**The task**.
Copy the data as given. No line may be skipped.

Saved entries
----------

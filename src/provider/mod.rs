//! The native watch provider contract and its pluggable factory.
//!
//! The core orchestrates watches; it never watches anything itself. All
//! OS-level work sits behind [`WatchProvider`], and the concrete
//! implementation is chosen once by the factory from deployment
//! configuration. The core never branches on which strategy is active,
//! and every [`Watcher`](crate::watcher::Watcher) owns its provider
//! instance outright: there is no process-wide singleton.

mod notify;

use std::sync::Arc;

use crate::config::Settings;
use crate::event::{ErrorCode, LoggerEvent, RawRecord, RawStatistics};
use crate::request::{WatchId, WatchRequest};

pub use notify::NotifyProvider;

/// Fire-and-forget sink for provider log notifications.
pub type LoggerSink = Arc<dyn Fn(LoggerEvent) + Send + Sync>;

/// The engine that actually watches the file system.
///
/// Buffered data is cleared on read: a record or counter handed out by a
/// `poll_*` call is gone from the provider. Polling an id the provider no
/// longer recognizes is not an error; it yields empty data so the managed
/// layer can race stop against poll without coordination.
pub trait WatchProvider: Send + Sync {
    /// Begin watching. Returns the assigned id, negative on refusal
    /// (invalid path, permission denied).
    fn start(&self, request: &WatchRequest) -> WatchId;

    /// Stop the given watch. False when the id is unknown or the stop
    /// failed.
    fn stop(&self, id: WatchId) -> bool;

    /// Whether the provider is delivering events for its watches.
    fn ready(&self) -> bool;

    /// Drain buffered change records for one watch, in delivery order.
    fn poll_events(&self, id: WatchId) -> Result<Vec<RawRecord>, ErrorCode>;

    /// Drain the per-watch counters. `None` when the id is unknown.
    fn poll_statistics(&self, id: WatchId) -> Result<Option<RawStatistics>, ErrorCode>;

    /// Install the sink for the provider's logger notification channel.
    /// Providers without diagnostics may ignore it.
    fn set_logger(&self, _sink: LoggerSink) {}
}

/// Builds the provider a watcher will own.
pub trait ProviderFactory: Send + Sync {
    fn create(&self, settings: &Settings) -> Arc<dyn WatchProvider>;
}

/// Factory for the default, `notify`-backed provider.
pub struct NotifyFactory;

impl ProviderFactory for NotifyFactory {
    fn create(&self, _settings: &Settings) -> Arc<dyn WatchProvider> {
        Arc::new(NotifyProvider::new())
    }
}

/// Build the provider named by the deployment configuration.
///
/// Unknown kinds fall back to the notify provider with a warning rather
/// than failing construction.
pub fn default_provider(settings: &Settings) -> Arc<dyn WatchProvider> {
    match settings.provider.kind.as_str() {
        "notify" => NotifyFactory.create(settings),
        other => {
            tracing::warn!("[provider] unknown provider kind '{other}', using notify");
            NotifyFactory.create(settings)
        }
    }
}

----------

**Exercise solution**.
filename src/provider/mod.rs
//! The native watch provider contract and its pluggable factory.
//!
//! The core orchestrates watches; it never watches anything itself. All
//! OS-level work sits behind [`WatchProvider`], and the concrete
//! implementation is chosen once by the factory from deployment
//! configuration. The core never branches on which strategy is active,
//! and every [`Watcher`](crate::watcher::Watcher) owns its provider
//! instance outright: there is no process-wide singleton.

mod notify;

use std::sync::Arc;

use crate::config::Settings;
use crate::event::{ErrorCode, LoggerEvent, RawRecord, RawStatistics};
use crate::request::{WatchId, WatchRequest};

pub use notify::NotifyProvider;

/// Fire-and-forget sink for provider log notifications.
pub type LoggerSink = Arc<dyn Fn(LoggerEvent) + Send + Sync>;

/// The engine that actually watches the file system.
///
/// Buffered data is cleared on read: a record or counter handed out by a
/// `poll_*` call is gone from the provider. Polling an id the provider no
/// longer recognizes is not an error; it yields empty data so the managed
/// layer can race stop against poll without coordination.
pub trait WatchProvider: Send + Sync {
    /// Begin watching. Returns the assigned id, negative on refusal
    /// (invalid path, permission denied).
    fn start(&self, request: &WatchRequest) -> WatchId;

    /// Stop the given watch. False when the id is unknown or the stop
    /// failed.
    fn stop(&self, id: WatchId) -> bool;

    /// Whether the provider is delivering events for its watches.
    fn ready(&self) -> bool;

    /// Drain buffered change records for one watch, in delivery order.
    fn poll_events(&self, id: WatchId) -> Result<Vec<RawRecord>, ErrorCode>;

    /// Drain the per-watch counters. `None` when the id is unknown.
    fn poll_statistics(&self, id: WatchId) -> Result<Option<RawStatistics>, ErrorCode>;

    /// Install the sink for the provider's logger notification channel.
    /// Providers without diagnostics may ignore it.
    fn set_logger(&self, _sink: LoggerSink) {}
}

/// Builds the provider a watcher will own.
pub trait ProviderFactory: Send + Sync {
    fn create(&self, settings: &Settings) -> Arc<dyn WatchProvider>;
}

/// Factory for the default, `notify`-backed provider.
pub struct NotifyFactory;

impl ProviderFactory for NotifyFactory {
    fn create(&self, _settings: &Settings) -> Arc<dyn WatchProvider> {
        Arc::new(NotifyProvider::new())
    }
}

/// Build the provider named by the deployment configuration.
///
/// Unknown kinds fall back to the notify provider with a warning rather
/// than failing construction.
pub fn default_provider(settings: &Settings) -> Arc<dyn WatchProvider> {
    match settings.provider.kind.as_str() {
        "notify" => NotifyFactory.create(settings),
        other => {
            tracing::warn!("[provider] unknown provider kind '{other}', using notify");
            NotifyFactory.create(settings)
        }
    }
}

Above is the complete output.